* _THE PROBLEM_:
Where a line holds the word "could", count it, then give only the total for the entries below.

+++ EXTRACTED INFORMATION +++

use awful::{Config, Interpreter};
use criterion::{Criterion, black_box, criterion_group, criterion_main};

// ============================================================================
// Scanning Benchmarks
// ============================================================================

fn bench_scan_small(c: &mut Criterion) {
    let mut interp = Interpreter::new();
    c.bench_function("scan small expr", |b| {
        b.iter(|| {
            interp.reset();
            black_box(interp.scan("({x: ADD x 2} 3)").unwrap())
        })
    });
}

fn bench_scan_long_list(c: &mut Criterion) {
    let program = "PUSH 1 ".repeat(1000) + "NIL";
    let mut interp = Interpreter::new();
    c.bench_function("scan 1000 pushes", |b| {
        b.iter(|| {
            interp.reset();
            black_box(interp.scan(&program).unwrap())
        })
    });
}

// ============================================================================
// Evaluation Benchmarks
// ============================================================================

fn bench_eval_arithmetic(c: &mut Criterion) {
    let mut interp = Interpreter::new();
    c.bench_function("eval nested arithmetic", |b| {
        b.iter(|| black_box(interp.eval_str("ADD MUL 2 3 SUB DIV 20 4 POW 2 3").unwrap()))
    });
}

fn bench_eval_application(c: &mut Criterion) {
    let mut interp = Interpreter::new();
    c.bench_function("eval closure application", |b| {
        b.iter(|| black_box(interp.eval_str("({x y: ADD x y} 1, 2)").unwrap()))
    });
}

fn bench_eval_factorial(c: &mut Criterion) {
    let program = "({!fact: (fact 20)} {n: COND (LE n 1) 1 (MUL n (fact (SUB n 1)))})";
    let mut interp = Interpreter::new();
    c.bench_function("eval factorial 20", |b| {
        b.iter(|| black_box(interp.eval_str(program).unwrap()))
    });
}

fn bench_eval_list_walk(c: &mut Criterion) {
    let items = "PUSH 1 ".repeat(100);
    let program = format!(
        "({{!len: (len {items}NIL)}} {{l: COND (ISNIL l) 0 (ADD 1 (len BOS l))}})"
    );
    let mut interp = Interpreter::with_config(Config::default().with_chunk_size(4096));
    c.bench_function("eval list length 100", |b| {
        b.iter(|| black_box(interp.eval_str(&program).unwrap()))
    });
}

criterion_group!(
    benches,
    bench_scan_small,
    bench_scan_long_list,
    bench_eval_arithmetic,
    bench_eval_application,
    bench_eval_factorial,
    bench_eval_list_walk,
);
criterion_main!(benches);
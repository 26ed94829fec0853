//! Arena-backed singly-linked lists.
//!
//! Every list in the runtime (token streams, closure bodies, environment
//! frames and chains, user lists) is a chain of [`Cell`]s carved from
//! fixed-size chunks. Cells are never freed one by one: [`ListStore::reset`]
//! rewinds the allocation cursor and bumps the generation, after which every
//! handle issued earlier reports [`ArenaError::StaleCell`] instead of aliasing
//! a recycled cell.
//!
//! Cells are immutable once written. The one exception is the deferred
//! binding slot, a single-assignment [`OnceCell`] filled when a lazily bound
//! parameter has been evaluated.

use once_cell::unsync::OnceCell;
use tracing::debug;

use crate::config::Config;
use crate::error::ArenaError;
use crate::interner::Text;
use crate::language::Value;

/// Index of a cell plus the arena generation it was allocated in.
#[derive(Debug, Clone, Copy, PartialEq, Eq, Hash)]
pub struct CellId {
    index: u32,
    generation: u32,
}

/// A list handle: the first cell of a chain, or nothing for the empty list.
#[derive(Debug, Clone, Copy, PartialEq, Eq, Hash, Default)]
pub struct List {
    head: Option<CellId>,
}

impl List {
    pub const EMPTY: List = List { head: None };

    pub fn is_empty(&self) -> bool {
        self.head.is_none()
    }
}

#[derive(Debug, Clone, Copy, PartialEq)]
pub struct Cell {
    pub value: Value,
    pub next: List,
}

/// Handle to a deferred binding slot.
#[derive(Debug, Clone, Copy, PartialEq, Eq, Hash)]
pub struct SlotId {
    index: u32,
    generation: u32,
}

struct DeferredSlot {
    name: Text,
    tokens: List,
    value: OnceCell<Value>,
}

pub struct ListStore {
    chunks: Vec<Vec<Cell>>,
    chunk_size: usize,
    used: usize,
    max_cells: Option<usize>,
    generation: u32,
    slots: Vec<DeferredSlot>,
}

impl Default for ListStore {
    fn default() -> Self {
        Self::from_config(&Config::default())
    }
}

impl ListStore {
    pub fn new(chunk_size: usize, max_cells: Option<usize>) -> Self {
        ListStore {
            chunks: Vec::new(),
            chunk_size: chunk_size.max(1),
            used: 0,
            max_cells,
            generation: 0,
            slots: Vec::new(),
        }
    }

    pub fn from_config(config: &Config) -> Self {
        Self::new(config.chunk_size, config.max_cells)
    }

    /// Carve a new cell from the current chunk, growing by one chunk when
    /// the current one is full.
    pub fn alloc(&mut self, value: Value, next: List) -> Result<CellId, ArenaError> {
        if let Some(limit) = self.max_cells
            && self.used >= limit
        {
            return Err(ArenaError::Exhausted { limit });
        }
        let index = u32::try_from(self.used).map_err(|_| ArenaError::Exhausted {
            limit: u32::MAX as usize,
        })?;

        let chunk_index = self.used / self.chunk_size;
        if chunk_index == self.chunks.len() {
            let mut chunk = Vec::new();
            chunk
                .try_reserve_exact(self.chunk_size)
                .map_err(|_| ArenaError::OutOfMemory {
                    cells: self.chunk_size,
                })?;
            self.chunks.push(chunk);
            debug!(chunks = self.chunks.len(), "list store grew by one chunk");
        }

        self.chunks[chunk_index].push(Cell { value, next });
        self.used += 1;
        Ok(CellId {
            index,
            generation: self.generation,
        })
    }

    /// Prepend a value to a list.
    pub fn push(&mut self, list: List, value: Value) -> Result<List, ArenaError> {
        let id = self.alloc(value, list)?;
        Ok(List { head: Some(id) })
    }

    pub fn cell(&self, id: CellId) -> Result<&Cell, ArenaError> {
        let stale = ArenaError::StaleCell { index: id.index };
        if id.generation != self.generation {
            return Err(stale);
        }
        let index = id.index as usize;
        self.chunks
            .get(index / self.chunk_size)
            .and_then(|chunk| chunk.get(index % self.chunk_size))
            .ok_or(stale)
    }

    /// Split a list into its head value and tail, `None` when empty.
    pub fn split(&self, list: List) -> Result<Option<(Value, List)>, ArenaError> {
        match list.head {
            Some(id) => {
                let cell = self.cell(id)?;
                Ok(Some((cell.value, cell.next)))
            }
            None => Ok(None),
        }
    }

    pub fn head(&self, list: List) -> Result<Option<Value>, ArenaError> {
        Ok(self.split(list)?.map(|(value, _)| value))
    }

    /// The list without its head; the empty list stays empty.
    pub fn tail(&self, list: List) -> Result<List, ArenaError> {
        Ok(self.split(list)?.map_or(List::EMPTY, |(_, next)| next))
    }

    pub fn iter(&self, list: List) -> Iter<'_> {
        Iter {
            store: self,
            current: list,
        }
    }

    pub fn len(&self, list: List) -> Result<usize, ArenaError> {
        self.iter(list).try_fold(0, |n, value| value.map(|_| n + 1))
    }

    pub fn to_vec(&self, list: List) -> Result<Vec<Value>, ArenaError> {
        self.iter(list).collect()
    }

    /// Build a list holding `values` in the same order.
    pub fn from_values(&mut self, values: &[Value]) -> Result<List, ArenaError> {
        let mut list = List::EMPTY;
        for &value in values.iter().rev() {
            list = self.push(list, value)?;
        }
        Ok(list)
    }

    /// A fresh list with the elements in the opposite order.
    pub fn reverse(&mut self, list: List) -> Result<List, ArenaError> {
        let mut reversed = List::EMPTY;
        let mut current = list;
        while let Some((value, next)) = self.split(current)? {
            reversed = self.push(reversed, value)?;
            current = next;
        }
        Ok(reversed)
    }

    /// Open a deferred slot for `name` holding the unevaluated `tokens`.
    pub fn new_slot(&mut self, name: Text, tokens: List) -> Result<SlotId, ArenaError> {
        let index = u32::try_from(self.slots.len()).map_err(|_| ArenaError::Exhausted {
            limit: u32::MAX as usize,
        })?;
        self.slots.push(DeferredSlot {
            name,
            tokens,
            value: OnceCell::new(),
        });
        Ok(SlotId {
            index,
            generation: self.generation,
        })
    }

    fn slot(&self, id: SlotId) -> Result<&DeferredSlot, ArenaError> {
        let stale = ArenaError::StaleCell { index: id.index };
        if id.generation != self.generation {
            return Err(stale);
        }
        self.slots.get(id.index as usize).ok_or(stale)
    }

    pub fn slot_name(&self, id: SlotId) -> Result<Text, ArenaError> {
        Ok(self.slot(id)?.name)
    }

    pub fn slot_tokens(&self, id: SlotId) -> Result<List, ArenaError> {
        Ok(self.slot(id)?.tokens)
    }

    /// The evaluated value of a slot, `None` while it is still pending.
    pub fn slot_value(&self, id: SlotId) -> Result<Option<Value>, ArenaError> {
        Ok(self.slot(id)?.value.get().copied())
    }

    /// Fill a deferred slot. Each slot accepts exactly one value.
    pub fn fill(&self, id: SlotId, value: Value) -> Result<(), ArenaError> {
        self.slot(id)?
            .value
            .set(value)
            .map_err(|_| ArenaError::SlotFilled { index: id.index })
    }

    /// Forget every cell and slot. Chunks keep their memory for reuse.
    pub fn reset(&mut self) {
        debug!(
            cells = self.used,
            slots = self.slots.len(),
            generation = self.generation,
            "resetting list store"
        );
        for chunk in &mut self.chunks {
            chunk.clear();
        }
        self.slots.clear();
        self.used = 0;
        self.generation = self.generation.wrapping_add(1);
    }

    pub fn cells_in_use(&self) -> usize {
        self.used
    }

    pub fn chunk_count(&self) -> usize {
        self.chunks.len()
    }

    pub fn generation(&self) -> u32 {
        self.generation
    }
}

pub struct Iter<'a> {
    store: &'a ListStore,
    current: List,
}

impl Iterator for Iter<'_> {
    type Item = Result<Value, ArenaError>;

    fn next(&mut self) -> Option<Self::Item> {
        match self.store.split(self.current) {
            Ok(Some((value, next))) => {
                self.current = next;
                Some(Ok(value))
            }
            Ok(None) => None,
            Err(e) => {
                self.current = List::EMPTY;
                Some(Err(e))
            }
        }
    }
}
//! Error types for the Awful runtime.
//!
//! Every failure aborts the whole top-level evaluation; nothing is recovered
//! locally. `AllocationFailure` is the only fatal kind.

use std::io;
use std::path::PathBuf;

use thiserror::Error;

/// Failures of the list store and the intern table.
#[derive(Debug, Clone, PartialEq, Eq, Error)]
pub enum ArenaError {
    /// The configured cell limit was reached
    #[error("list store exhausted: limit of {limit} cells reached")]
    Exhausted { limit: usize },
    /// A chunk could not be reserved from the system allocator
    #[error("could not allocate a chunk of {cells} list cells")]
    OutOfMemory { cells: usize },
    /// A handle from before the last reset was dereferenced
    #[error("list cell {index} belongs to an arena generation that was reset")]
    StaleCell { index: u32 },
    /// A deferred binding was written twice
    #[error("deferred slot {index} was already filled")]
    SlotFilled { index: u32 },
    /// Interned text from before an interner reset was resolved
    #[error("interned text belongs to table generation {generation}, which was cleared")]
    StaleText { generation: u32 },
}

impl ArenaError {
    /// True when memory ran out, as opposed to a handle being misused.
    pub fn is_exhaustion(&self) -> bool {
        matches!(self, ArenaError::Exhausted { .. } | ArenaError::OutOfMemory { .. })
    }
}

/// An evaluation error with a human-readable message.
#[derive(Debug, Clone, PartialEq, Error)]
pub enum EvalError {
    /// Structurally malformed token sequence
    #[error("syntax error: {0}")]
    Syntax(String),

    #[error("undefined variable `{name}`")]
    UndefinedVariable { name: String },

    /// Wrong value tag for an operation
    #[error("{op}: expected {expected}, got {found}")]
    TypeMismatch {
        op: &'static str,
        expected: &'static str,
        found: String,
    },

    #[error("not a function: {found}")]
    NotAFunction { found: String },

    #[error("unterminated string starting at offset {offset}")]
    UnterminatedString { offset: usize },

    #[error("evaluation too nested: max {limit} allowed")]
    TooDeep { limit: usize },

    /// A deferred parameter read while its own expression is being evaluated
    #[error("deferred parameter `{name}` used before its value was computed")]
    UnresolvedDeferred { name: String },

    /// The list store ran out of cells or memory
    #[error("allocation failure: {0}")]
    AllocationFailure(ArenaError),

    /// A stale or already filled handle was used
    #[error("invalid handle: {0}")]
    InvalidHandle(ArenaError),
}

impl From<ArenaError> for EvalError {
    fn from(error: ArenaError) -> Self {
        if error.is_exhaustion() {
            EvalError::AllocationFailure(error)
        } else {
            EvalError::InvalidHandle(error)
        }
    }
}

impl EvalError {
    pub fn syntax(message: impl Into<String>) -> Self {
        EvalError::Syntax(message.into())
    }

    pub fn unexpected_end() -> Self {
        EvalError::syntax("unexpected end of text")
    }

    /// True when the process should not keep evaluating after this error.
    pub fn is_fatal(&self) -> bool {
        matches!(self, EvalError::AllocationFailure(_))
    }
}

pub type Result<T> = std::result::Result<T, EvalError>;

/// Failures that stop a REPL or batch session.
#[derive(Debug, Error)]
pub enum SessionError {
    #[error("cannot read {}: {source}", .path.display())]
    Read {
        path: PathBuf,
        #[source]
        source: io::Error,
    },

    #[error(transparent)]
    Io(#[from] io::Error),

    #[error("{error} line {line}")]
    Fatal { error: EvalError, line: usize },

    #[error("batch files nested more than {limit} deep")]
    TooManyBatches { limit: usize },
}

+++

* _WRITTEN SOLUTION_:
2